Idiot ! Parce que nous aurions dû nous aimer à la Friche La Belle de Mai
Soyons désinvolte
Le Théâtre de la Criée programme cette semaine la venue à la Friche de Vincent Macaigne avec une réadaptation de L’Idiot de Dostoïevski. L’occasion de découvrir un dramaturge en vogue qui n’hésite pas à faire des allers-retours entre le cinéma et le théâtre.

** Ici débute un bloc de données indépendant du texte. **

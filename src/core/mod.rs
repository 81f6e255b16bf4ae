/*!
 * Core Module
 * Shared-memory primitives, limits and error handling
 */

pub mod errors;
pub mod limits;
pub mod sync;

// Re-export for convenience
pub use errors::*;
pub use sync::*;
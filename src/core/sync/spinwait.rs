/*!
 * Spin-Wait
 *
 * Escalating spin/yield/sleep policy for short waits. Primitives run it
 * before committing to a blocking wait, and callers can use it directly to
 * poll a predicate.
 */

use super::config::{SpinAction, SpinPolicy};
use crate::core::limits::SPIN_COUNTER_WRAP;
use std::thread;
use std::time::{Duration, Instant};

/// Escalating spinner
///
/// # Performance
///
/// - First spins stay on the CPU for the lowest latency
/// - Every 5th spin yields, every 20th sleeps 1ms (default policy)
/// - The schedule depends only on the call counter
#[derive(Debug, Clone, Default)]
pub struct SpinWait {
    count: u32,
    policy: SpinPolicy,
}

impl SpinWait {
    pub fn new() -> Self {
        Self::default()
    }

    pub fn with_policy(policy: SpinPolicy) -> Self {
        Self { count: 0, policy }
    }

    /// Number of spins since creation or the last reset
    #[inline]
    pub fn count(&self) -> u32 {
        self.count
    }

    /// Action the next `spin_once` will take
    #[inline]
    pub fn next_action(&self) -> SpinAction {
        self.policy.action(self.count)
    }

    pub fn reset(&mut self) {
        self.count = 0;
    }

    /// Spin once, escalating according to the policy
    pub fn spin_once(&mut self) -> SpinAction {
        let action = self.next_action();
        match action {
            SpinAction::Spin => std::hint::spin_loop(),
            SpinAction::Yield => thread::yield_now(),
            SpinAction::Sleep => thread::sleep(self.policy.sleep_duration),
        }
        self.count = if self.count >= SPIN_COUNTER_WRAP {
            0
        } else {
            self.count + 1
        };
        action
    }

    /// Spin until `condition` holds or `timeout` elapses
    ///
    /// Returns `true` if the condition became true in time. `None` spins
    /// forever; a zero timeout checks the condition exactly once.
    pub fn spin_until<F>(&mut self, mut condition: F, timeout: Option<Duration>) -> bool
    where
        F: FnMut() -> bool,
    {
        let start = Instant::now();
        loop {
            if condition() {
                return true;
            }
            if let Some(timeout) = timeout {
                if start.elapsed() >= timeout {
                    return false;
                }
            }
            self.spin_once();
        }
    }
}
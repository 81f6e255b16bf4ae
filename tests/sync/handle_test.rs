/*!
 * Handle Validation Tests
 * Attaching primitives to caller-supplied regions
 */

use agent_sync::{
    encode, identify, AutoResetEvent, ConditionVariable, CountdownEvent, ManualResetEvent, Mutex,
    PrimitiveKind, Semaphore, SharedPrimitive, SharedRegion, SyncError,
};
use pretty_assertions::assert_eq;
use std::sync::atomic::Ordering;

#[test]
fn test_mutex_over_semaphore_is_invalid_handle() {
    let sem = Semaphore::new(1, 1).unwrap();

    let err = Mutex::attach(sem.buffer(), sem.byte_offset()).unwrap_err();
    assert_eq!(
        err,
        SyncError::InvalidHandle {
            expected: PrimitiveKind::Mutex,
            word: encode(PrimitiveKind::Semaphore, 0),
        }
    );
    assert!(err.is_handle_error());
}

#[test]
fn test_misaligned_offset() {
    let region = SharedRegion::new(5);
    assert_eq!(
        Mutex::attach(&region, 1).unwrap_err(),
        SyncError::NotAligned { offset: 1 }
    );
}

#[test]
fn test_empty_region_is_out_of_range() {
    let region = SharedRegion::new(0);
    assert_eq!(
        Mutex::attach(&region, 0).unwrap_err(),
        SyncError::OutOfRange {
            offset: 0,
            required: 4,
            length: 0,
        }
    );
    assert!(matches!(
        ManualResetEvent::attach(&region, 0),
        Err(SyncError::OutOfRange { .. })
    ));
}

#[test]
fn test_multi_word_primitive_needs_full_span() {
    let region = SharedRegion::new(Semaphore::SIZE - 4);
    assert!(matches!(
        Semaphore::attach(&region, 0),
        Err(SyncError::OutOfRange { required: 16, .. })
    ));

    let region = SharedRegion::new(CountdownEvent::SIZE + 4);
    assert!(CountdownEvent::attach(&region, 4).is_ok());
    assert!(matches!(
        CountdownEvent::attach(&region, 8),
        Err(SyncError::OutOfRange { .. })
    ));
}

#[test]
fn test_sizes() {
    assert_eq!(Mutex::SIZE, 4);
    assert_eq!(ConditionVariable::SIZE, 4);
    assert_eq!(AutoResetEvent::SIZE, 4);
    assert_eq!(ManualResetEvent::SIZE, 4);
    assert_eq!(CountdownEvent::SIZE, 12);
    assert_eq!(Semaphore::SIZE, 16);
}

#[test]
fn test_primitives_side_by_side() {
    // Mutex, condvar, countdown and a payload word in one region
    let region = SharedRegion::new(24);
    let mutex = Mutex::attach(&region, 0).unwrap();
    let condvar = ConditionVariable::attach(&region, 4).unwrap();
    let countdown = CountdownEvent::new_in(&region, 8, 2).unwrap();
    let payload = region.word(20).unwrap();

    assert_eq!(identify(region.word(0).unwrap().load(Ordering::SeqCst)), Some(PrimitiveKind::Mutex));
    assert_eq!(
        identify(region.word(4).unwrap().load(Ordering::SeqCst)),
        Some(PrimitiveKind::ConditionVariable)
    );
    assert_eq!(
        identify(region.word(8).unwrap().load(Ordering::SeqCst)),
        Some(PrimitiveKind::CountdownEvent)
    );

    {
        let _guard = mutex.lock();
        payload.store(7, Ordering::SeqCst);
    }
    condvar.notify_all();
    countdown.signal(2).unwrap();

    assert_eq!(payload.load(Ordering::SeqCst), 7);
    assert!(countdown.is_set());
    assert!(!mutex.is_locked());
}

#[test]
fn test_each_kind_rejects_the_others() {
    let region = SharedRegion::new(4);
    AutoResetEvent::attach(&region, 0).unwrap();

    assert!(Mutex::attach(&region, 0).is_err());
    assert!(ConditionVariable::attach(&region, 0).is_err());
    assert!(ManualResetEvent::attach(&region, 0).is_err());
    assert!(AutoResetEvent::attach(&region, 0).is_ok());
}
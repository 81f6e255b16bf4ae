/*!
 * Synchronization Primitives
 *
 * Blocking primitives whose entire state lives in a `SharedRegion`, so that
 * independent agents holding clones of the region coordinate through the
 * same control words:
 * - Locks: mutex, condition variable, semaphore
 * - Events: auto-reset, manual-reset, countdown
 * - SpinWait for escalating busy-waits
 *
 * # Architecture
 *
 * Every primitive is a CAS state machine over one or more `AtomicWord`s.
 * The first word of each primitive is its control word, carrying a type tag
 * (see `codec`) so that attaching to the wrong kind of primitive is caught.
 * The only suspension point is `AtomicWord::wait`, a futex-style park keyed
 * on the word's address.
 *
 * # Performance
 *
 * - Uncontended lock/unlock is a single CAS each
 * - Contended paths spin (bounded by `SyncConfig::spin_limit`) before parking
 * - Wakes are skipped when no waiter can be parked
 */

mod codec;
mod config;
mod deadline;
mod events;
mod locks;
mod region;
mod spinwait;
mod traits;
mod word;

pub use codec::{decode, encode, identify, PrimitiveKind};
pub use config::{SpinAction, SpinPolicy, SyncConfig};
pub use events::{AutoResetEvent, CountdownEvent, ManualResetEvent};
pub use locks::{ConditionVariable, Mutex, MutexGuard, Semaphore};
pub use region::SharedRegion;
pub use spinwait::SpinWait;
pub use traits::SharedPrimitive;
pub use word::{AtomicWord, WaitOutcome};
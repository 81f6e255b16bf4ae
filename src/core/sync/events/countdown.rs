/*!
 * Countdown Event
 *
 * One-shot barrier that becomes signaled when its remaining count reaches
 * zero. Three words: the tagged state, the initial count and the remaining
 * count. The remaining count is the serialization point; whoever moves it to
 * zero flips the state to signaled and wakes every waiter.
 */

use crate::core::errors::{SyncError, SyncResult};
use crate::core::limits::MAX_COUNT;
use crate::core::sync::codec::{encode, PrimitiveKind};
use crate::core::sync::deadline::Deadline;
use crate::core::sync::region::SharedRegion;
use crate::core::sync::traits::{claim_multi, locate, Claim, SharedPrimitive};
use crate::core::sync::word::AtomicWord;
use std::fmt;
use std::sync::atomic::Ordering;
use std::time::Duration;
use tracing::{debug, trace, warn};

const NONSIGNALED: u32 = encode(PrimitiveKind::CountdownEvent, 0);
const SIGNALED: u32 = encode(PrimitiveKind::CountdownEvent, 1);
const INITIALIZING: u16 = 2;

const INITIAL_COUNT_FIELD: usize = 1;
const REMAINING_COUNT_FIELD: usize = 2;

/// Decrement-to-zero barrier over shared memory
///
/// # Example
///
/// ```
/// use agent_sync::CountdownEvent;
/// use std::time::Duration;
///
/// let countdown = CountdownEvent::new(2).unwrap();
/// assert!(!countdown.signal(1).unwrap());
/// assert!(!countdown.wait(Some(Duration::from_millis(10))));
/// assert!(countdown.signal(1).unwrap());
/// assert!(countdown.wait(None));
/// ```
#[derive(Clone)]
pub struct CountdownEvent {
    state: AtomicWord,
    initial_count: AtomicWord,
    remaining_count: AtomicWord,
}

impl CountdownEvent {
    /// Create a countdown in a freshly allocated region
    ///
    /// A count of zero is signaled from the start.
    pub fn new(count: u32) -> SyncResult<Self> {
        let region = SharedRegion::new(Self::SIZE);
        Self::new_in(&region, 0, count)
    }

    /// Place a new countdown at `byte_offset` of a zeroed span of `region`
    pub fn new_in(region: &SharedRegion, byte_offset: usize, count: u32) -> SyncResult<Self> {
        if count > MAX_COUNT {
            return Err(SyncError::InvalidArgument(format!(
                "countdown count must be at most {MAX_COUNT}, got {count}"
            )));
        }
        let countdown = Self::at(locate(region, byte_offset, Self::KIND)?);
        match claim_multi(&countdown.state, Self::KIND, INITIALIZING)? {
            Claim::Fresh => {
                countdown.publish(count);
                debug!(offset = byte_offset, count, "countdown event created");
                Ok(countdown)
            }
            Claim::Existing(_) => Err(SyncError::InvalidState(format!(
                "region already holds a countdown event at offset {byte_offset}"
            ))),
        }
    }

    fn at(state: AtomicWord) -> Self {
        Self {
            initial_count: state.offset_by(INITIAL_COUNT_FIELD),
            remaining_count: state.offset_by(REMAINING_COUNT_FIELD),
            state,
        }
    }

    fn publish(&self, count: u32) {
        self.initial_count.store(count, Ordering::Relaxed);
        self.remaining_count.store(count, Ordering::Relaxed);
        let state = if count == 0 { SIGNALED } else { NONSIGNALED };
        self.state.store(state, Ordering::Release);
    }

    /// Count the event was created with
    pub fn initial_count(&self) -> u32 {
        self.initial_count.load(Ordering::Acquire)
    }

    /// Signals still needed before the event is set
    pub fn remaining_count(&self) -> u32 {
        self.remaining_count.load(Ordering::Acquire)
    }

    pub fn is_set(&self) -> bool {
        self.remaining_count() == 0
    }

    /// Subtract `count` from the remaining count
    ///
    /// Returns `true` if this call brought the count to zero and released the
    /// waiters. Signaling past zero is a `CapacityExceeded` error and leaves
    /// the count untouched.
    pub fn signal(&self, count: u32) -> SyncResult<bool> {
        if count == 0 {
            return Err(SyncError::InvalidArgument(
                "signal count must be at least 1".into(),
            ));
        }

        let mut remaining = self.remaining_count.load(Ordering::Acquire);
        loop {
            if remaining < count {
                warn!(
                    offset = self.state.byte_offset(),
                    remaining, count, "countdown signaled past zero"
                );
                return Err(SyncError::CapacityExceeded(format!(
                    "signaling {count} with only {remaining} remaining"
                )));
            }
            match self.remaining_count.compare_exchange(remaining, remaining - count) {
                Ok(_) => break,
                Err(actual) => remaining = actual,
            }
        }

        if remaining != count {
            return Ok(false);
        }

        let _ = self.state.compare_exchange(NONSIGNALED, SIGNALED);
        let woken = self.state.wake_all();
        debug!(offset = self.state.byte_offset(), woken, "countdown event set");
        Ok(true)
    }

    /// Add `count` participants if the event is not yet set
    ///
    /// Returns `false` if the event was already set.
    pub fn try_add(&self, count: u32) -> SyncResult<bool> {
        let mut remaining = self.remaining_count.load(Ordering::Acquire);
        loop {
            if remaining == 0 {
                return Ok(false);
            }
            let next = remaining
                .checked_add(count)
                .filter(|&next| next <= MAX_COUNT)
                .ok_or_else(|| {
                    SyncError::CapacityExceeded(format!(
                        "adding {count} to {remaining} remaining exceeds {MAX_COUNT}"
                    ))
                })?;
            match self.remaining_count.compare_exchange(remaining, next) {
                Ok(_) => return Ok(true),
                Err(actual) => remaining = actual,
            }
        }
    }

    /// Add `count` participants; adding to a set event is an `InvalidState`
    /// error
    pub fn add(&self, count: u32) -> SyncResult<()> {
        if self.try_add(count)? {
            Ok(())
        } else {
            Err(SyncError::InvalidState(
                "countdown event is already set".into(),
            ))
        }
    }

    /// Block until the count reaches zero or `timeout` elapses
    ///
    /// Returns `true` if the event is set.
    pub fn wait(&self, timeout: Option<Duration>) -> bool {
        let deadline = Deadline::after(timeout);
        loop {
            if self.state.load(Ordering::Acquire) == SIGNALED {
                return true;
            }
            if deadline.expired() {
                return false;
            }
            trace!(offset = self.state.byte_offset(), "countdown wait blocking");
            if self.state.wait(NONSIGNALED, deadline.timeout()).is_timed_out() {
                return self.state.load(Ordering::Acquire) == SIGNALED;
            }
        }
    }
}

impl SharedPrimitive for CountdownEvent {
    const KIND: PrimitiveKind = PrimitiveKind::CountdownEvent;

    /// Attach to a countdown; a zeroed span becomes an already set countdown
    /// of zero
    fn attach(region: &SharedRegion, byte_offset: usize) -> SyncResult<Self> {
        let countdown = Self::at(locate(region, byte_offset, Self::KIND)?);
        if let Claim::Fresh = claim_multi(&countdown.state, Self::KIND, INITIALIZING)? {
            countdown.publish(0);
        }
        debug!(offset = byte_offset, "countdown event attached");
        Ok(countdown)
    }

    fn buffer(&self) -> &SharedRegion {
        self.state.region()
    }

    fn byte_offset(&self) -> usize {
        self.state.byte_offset()
    }
}

impl fmt::Debug for CountdownEvent {
    fn fmt(&self, f: &mut fmt::Formatter<'_>) -> fmt::Result {
        f.debug_struct("CountdownEvent")
            .field("byte_offset", &self.byte_offset())
            .field("initial_count", &self.initial_count())
            .field("remaining_count", &self.remaining_count())
            .finish()
    }
}
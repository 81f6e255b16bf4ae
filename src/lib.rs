/*!
 * Agent Sync Library
 * Synchronization primitives for agents that share only a memory region
 */

pub mod core;
pub mod monitoring;

// Re-exports
pub use crate::core::errors::{SyncError, SyncResult};
pub use crate::core::sync::{
    decode, encode, identify, AtomicWord, AutoResetEvent, ConditionVariable, CountdownEvent,
    ManualResetEvent, Mutex, MutexGuard, PrimitiveKind, Semaphore, SharedPrimitive, SharedRegion,
    SpinAction, SpinPolicy, SpinWait, SyncConfig, WaitOutcome,
};
pub use monitoring::{init_tracing, try_init_tracing};
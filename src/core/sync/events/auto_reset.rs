/*!
 * Auto-Reset Event
 *
 * Releases at most one waiter per `set`. The setter moves the word through a
 * transient `Notifying` state while it wakes, so a concurrent second `set`
 * fails its CAS instead of releasing a second waiter, and a waiter that sees
 * `Notifying` keeps blocking.
 *
 * The signal is not sticky when nobody is parked: a `set` with no waiter
 * wakes no one and leaves the event nonsignaled. Only an event constructed
 * in the signaled state holds a signal for the next `wait` to consume.
 */

use crate::core::errors::SyncResult;
use crate::core::sync::codec::{encode, PrimitiveKind};
use crate::core::sync::deadline::Deadline;
use crate::core::sync::region::SharedRegion;
use crate::core::sync::traits::{claim, locate, SharedPrimitive};
use crate::core::sync::word::{AtomicWord, WaitOutcome};
use std::fmt;
use std::sync::atomic::Ordering;
use std::time::Duration;
use tracing::{debug, trace};

const NONSIGNALED: u32 = encode(PrimitiveKind::AutoResetEvent, 0);
const SIGNALED: u32 = encode(PrimitiveKind::AutoResetEvent, 1);
const NOTIFYING: u32 = encode(PrimitiveKind::AutoResetEvent, 2);

/// Single-waiter signal over shared memory
#[derive(Clone)]
pub struct AutoResetEvent {
    state: AtomicWord,
}

impl AutoResetEvent {
    /// Create an event in a freshly allocated region
    pub fn new(initial_state: bool) -> Self {
        let region = SharedRegion::new(Self::SIZE);
        let state = AtomicWord::new_unchecked(region, 0);
        state.store(
            if initial_state { SIGNALED } else { NONSIGNALED },
            Ordering::Release,
        );
        debug!(initial_state, "auto-reset event created");
        Self { state }
    }

    /// Whether a signal is waiting to be consumed
    pub fn is_set(&self) -> bool {
        self.state.load(Ordering::Acquire) == SIGNALED
    }

    /// Release one blocked waiter
    ///
    /// Returns `true` if a waiter was released. Returns `false` without
    /// effect if no waiter was parked, the event already holds a signal, or
    /// another `set` is mid-notification.
    pub fn set(&self) -> bool {
        if self.state.compare_exchange(NONSIGNALED, NOTIFYING).is_err() {
            return false;
        }
        let woken = self.state.wake(1);
        self.state.store(NONSIGNALED, Ordering::Release);
        trace!(offset = self.state.byte_offset(), woken, "auto-reset event set");
        woken == 1
    }

    /// Discard a pending signal, returning whether there was one
    pub fn reset(&self) -> bool {
        self.state.compare_exchange(SIGNALED, NONSIGNALED).is_ok()
    }

    /// Block until released by a `set` or `timeout` elapses
    ///
    /// Returns `true` if this call consumed a signal.
    pub fn wait(&self, timeout: Option<Duration>) -> bool {
        let deadline = Deadline::after(timeout);
        loop {
            let current = self.state.load(Ordering::Acquire);
            if current == SIGNALED {
                if self.state.compare_exchange(SIGNALED, NONSIGNALED).is_ok() {
                    return true;
                }
                continue;
            }
            if deadline.expired() {
                return false;
            }
            match self.state.wait(current, deadline.timeout()) {
                WaitOutcome::Woken => return true,
                WaitOutcome::Mismatch => continue,
                WaitOutcome::TimedOut => return false,
            }
        }
    }
}

impl SharedPrimitive for AutoResetEvent {
    const KIND: PrimitiveKind = PrimitiveKind::AutoResetEvent;

    fn attach(region: &SharedRegion, byte_offset: usize) -> SyncResult<Self> {
        let state = locate(region, byte_offset, Self::KIND)?;
        claim(&state, Self::KIND, NONSIGNALED)?;
        debug!(offset = byte_offset, "auto-reset event attached");
        Ok(Self { state })
    }

    fn buffer(&self) -> &SharedRegion {
        self.state.region()
    }

    fn byte_offset(&self) -> usize {
        self.state.byte_offset()
    }
}

impl fmt::Debug for AutoResetEvent {
    fn fmt(&self, f: &mut fmt::Formatter<'_>) -> fmt::Result {
        f.debug_struct("AutoResetEvent")
            .field("byte_offset", &self.byte_offset())
            .field("set", &self.is_set())
            .finish()
    }
}
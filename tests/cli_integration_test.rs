//! CLI integration tests for command orchestration.
//!
//! Tests cover:
//! - Settings loading from INI files on disk
//! - Row source selection and import via run_import_pipeline
//! - Spreadsheet and document exports through export_records
//! - Export ordering

mod common;

use common::*;
use indexetl::cli::{self, ExportFormat};
use indexetl::domain::error::EtlError;
use indexetl::domain::export::ExportOrder;
use indexetl::domain::settings::StoreConfig;
use std::fs;
use std::io::Write;
use std::path::Path;

fn write_temp_ini(content: &str) -> tempfile::NamedTempFile {
    let mut file = tempfile::NamedTempFile::new().unwrap();
    file.write_all(content.as_bytes()).unwrap();
    file.flush().unwrap();
    file
}

fn ini_for(dir: &Path, extra: &str) -> String {
    format!(
        "[database]\nbackend = sqlite\npath = {db}\n\n\
         [import]\npath = {input}\nbatch_size = 50\n\n\
         [export]\nspreadsheet_path = {xlsx}\ndocument_path = {typ}\n{extra}\n",
        db = dir.join("etl.db").display(),
        input = dir.join("prices.csv").display(),
        xlsx = dir.join("out.xlsx").display(),
        typ = dir.join("out.typ").display(),
    )
}

fn write_prices_csv(dir: &Path, rows: &[Vec<String>]) {
    let mut content = String::from("Date,Open,High,Low,Close,Adj Close,Volume,Ticker\n");
    for row in rows {
        content.push_str(&row.join(","));
        content.push('\n');
    }
    fs::write(dir.join("prices.csv"), content).unwrap();
}

mod settings_loading {
    use super::*;

    #[test]
    fn load_settings_reads_ini_file() {
        let dir = tempfile::TempDir::new().unwrap();
        let file = write_temp_ini(&ini_for(dir.path(), "order = date"));

        let settings = cli::load_settings(file.path()).unwrap();

        assert_eq!(
            settings.store,
            StoreConfig::Sqlite {
                path: dir.path().join("etl.db")
            }
        );
        assert_eq!(settings.import.path, dir.path().join("prices.csv"));
        assert_eq!(settings.export.order, ExportOrder::DateSymbol);
    }

    #[test]
    fn missing_config_file_is_parse_error() {
        let result = cli::load_settings(Path::new("/nonexistent/indexetl.ini"));
        assert!(matches!(result, Err(EtlError::ConfigParse { .. })));
    }

    #[test]
    fn invalid_order_is_rejected() {
        let dir = tempfile::TempDir::new().unwrap();
        let file = write_temp_ini(&ini_for(dir.path(), "order = random"));

        match cli::load_settings(file.path()) {
            Err(EtlError::ConfigInvalid { section, key, .. }) => {
                assert_eq!(section, "export");
                assert_eq!(key, "order");
            }
            other => panic!("expected ConfigInvalid, got {other:?}"),
        }
    }
}

#[cfg(feature = "sqlite")]
mod pipeline {
    use super::*;

    fn import_fixture(dir: &Path, rows: &[Vec<String>], extra: &str) -> indexetl::domain::settings::AppSettings {
        write_prices_csv(dir, rows);
        let file = write_temp_ini(&ini_for(dir, extra));
        let settings = cli::load_settings(file.path()).unwrap();

        let store = cli::open_store(&settings.store).unwrap();
        let source = cli::open_row_source(&settings.import, None);
        let summary =
            cli::run_import_pipeline(store.as_ref(), source.as_ref(), settings.import.batch_size)
                .unwrap();
        assert_eq!(summary.records_inserted, rows.len());
        settings
    }

    #[test]
    fn import_from_csv_then_export_spreadsheet() {
        let dir = tempfile::TempDir::new().unwrap();
        let settings = import_fixture(dir.path(), &generate_rows("^GSPC", 61), "");

        let store = cli::open_store(&settings.store).unwrap();
        let path =
            cli::export_records(store.as_ref(), &settings.export, ExportFormat::Spreadsheet, None)
                .unwrap();

        assert_eq!(path, dir.path().join("out.xlsx"));
        assert!(path.exists());
    }

    #[test]
    fn export_document_to_explicit_path() {
        let dir = tempfile::TempDir::new().unwrap();
        let settings = import_fixture(
            dir.path(),
            &[make_row("2024-01-02", "1.50", "10", "SPY")],
            "",
        );
        let target = dir.path().join("custom.typ");

        let store = cli::open_store(&settings.store).unwrap();
        let path = cli::export_records(
            store.as_ref(),
            &settings.export,
            ExportFormat::Document,
            Some(&target),
        )
        .unwrap();

        assert_eq!(path, target);
        let content = fs::read_to_string(&target).unwrap();
        assert!(content.contains("columns: 13,"));
        assert!(content.contains("[150], [2]"));
        assert!(content.contains("[SPY]"));
    }

    #[test]
    fn date_order_sorts_exported_rows() {
        let dir = tempfile::TempDir::new().unwrap();
        let rows = vec![
            make_row("2024-01-03", "1", "1", "B"),
            make_row("2024-01-01", "1", "1", "Z"),
            make_row("2024-01-01", "1", "1", "A"),
        ];
        let settings = import_fixture(dir.path(), &rows, "order = date");

        let store = cli::open_store(&settings.store).unwrap();
        cli::export_records(store.as_ref(), &settings.export, ExportFormat::Document, None)
            .unwrap();

        let content = fs::read_to_string(dir.path().join("out.typ")).unwrap();
        let a = content.find("[A]").unwrap();
        let z = content.find("[Z]").unwrap();
        let b = content.find("[B]").unwrap();
        assert!(a < z && z < b);
    }

    #[test]
    fn missing_input_file_fails_before_writing() {
        let dir = tempfile::TempDir::new().unwrap();
        let file = write_temp_ini(&ini_for(dir.path(), ""));
        let settings = cli::load_settings(file.path()).unwrap();

        let store = cli::open_store(&settings.store).unwrap();
        let source = cli::open_row_source(&settings.import, Some(Path::new("/nonexistent/x.xlsx")));
        let result = cli::run_import_pipeline(store.as_ref(), source.as_ref(), 50);

        assert!(matches!(result, Err(EtlError::Spreadsheet { .. })));
        assert!(store.fetch_export_rows().unwrap().is_empty());
    }
}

Ce qui point chez Vincent Macaigne, c’est une forme de bonhomie, une spontanéité dans le phrasé et la pensée où le langage parlé prend le pas sur l’écrit. Vincent Macaigne affiche une décontraction qui mérite un temps d’attention, parce que le théâtre d’aujourd’hui ne s’écrit plus en alexandrin. Dans L’Idiot, le prince Myschkine s’offre à la bourgeoisie et l’aristocratie dans une candeur qui soulève des sentiments en voie d’extinction. La franchise, l’émancipation, la possibilité d’une transcendance de l’individu, dénuées d’intérêt, dans le pur plaisir d’échanger librement quels que soient sa classe et son rang. L’Idiot est un texte majeur parce que multiple (pas moins de quarante personnages), où chacun éprouve un parcours sans retour dans le cynisme d’une Russie de la fin du XIXe où l’on nait riche ou pauvre, libre ou asservi. Vincent Macaigne prend le parti de transposer tout ce beau monde dans un espace de figuration libre où l’on parle fort, où le graffiti a valeur de slogan : « Guerre à la Suisse ». Les costumes s’affichent dans un libre échange de style et de collage (n’a-t-on jamais vu un homme en slip porter une cravate ?). Dans ce bordel apparent, un monde prend forme, enveloppant les caractères (l’interprète) dans une folie dominante où tout se bouscule et s’entrechoque : on abat le mur du décor pour exprimer un de ras-le-bol qui est la meilleure façon de dire « merde ». On pense inévitablement au Dadaïsme des années vingt. Là, où un monde mutin et caustique a replacé l’homme au centre de ses émotions en abolissant les normes de la convenance et de la représentation. Mais le Dadaïsme servira, du même coup, d’argument au populisme pour rétablir un ordre nouveau en cédant aux sirènes du nazisme. Cette période trouble nous montre à quel point la liberté que l’on a gagnée est vite reprise, dès lors que la pensée cesse d’être multiple et acceptée en tant que telle. D’hier à aujourd’hui, quelle différence ? Nous continuons d’enfiler les guerres comme des perles que l’on accroche à son cou en dénonçant l’imbécilité des autres pour mieux asseoir un monde dominant qui finira inexorablement par exploser à la face de ses contradictions. Et dans cet éternel recommencement, le théâtre trouve sa raison d’exister, profitant lui-même de nos erreurs en imprimant le fil de la mémoire et de l’histoire. L’Idiot est une œuvre majeure, parce qu’elle colle terriblement à l’actualité et nous annonce nos errements de demain.
Karim Grandi-Baupain
Idiot ! Parce que nous aurions dû nous aimer : du 17 au 19/10 à la Friche La Belle de Mai (41 rue Jobin, 3e).